→ **Instructions for the task**:
Among the entries below, how many lines contain the string "Validatable"? Reply with that number alone.

#### Data shown

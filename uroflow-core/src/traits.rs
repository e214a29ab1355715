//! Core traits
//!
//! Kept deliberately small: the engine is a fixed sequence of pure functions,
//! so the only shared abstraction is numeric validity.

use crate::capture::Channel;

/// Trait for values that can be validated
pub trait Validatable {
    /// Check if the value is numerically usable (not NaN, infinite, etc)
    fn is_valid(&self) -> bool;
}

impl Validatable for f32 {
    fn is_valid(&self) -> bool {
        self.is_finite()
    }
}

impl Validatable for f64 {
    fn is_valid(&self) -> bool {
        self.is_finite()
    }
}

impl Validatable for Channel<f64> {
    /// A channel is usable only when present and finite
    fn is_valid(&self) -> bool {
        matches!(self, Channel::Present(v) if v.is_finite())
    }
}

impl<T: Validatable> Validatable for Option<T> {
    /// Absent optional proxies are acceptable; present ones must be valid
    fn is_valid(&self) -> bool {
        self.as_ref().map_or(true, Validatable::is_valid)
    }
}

########

→ **Response to this task**:
6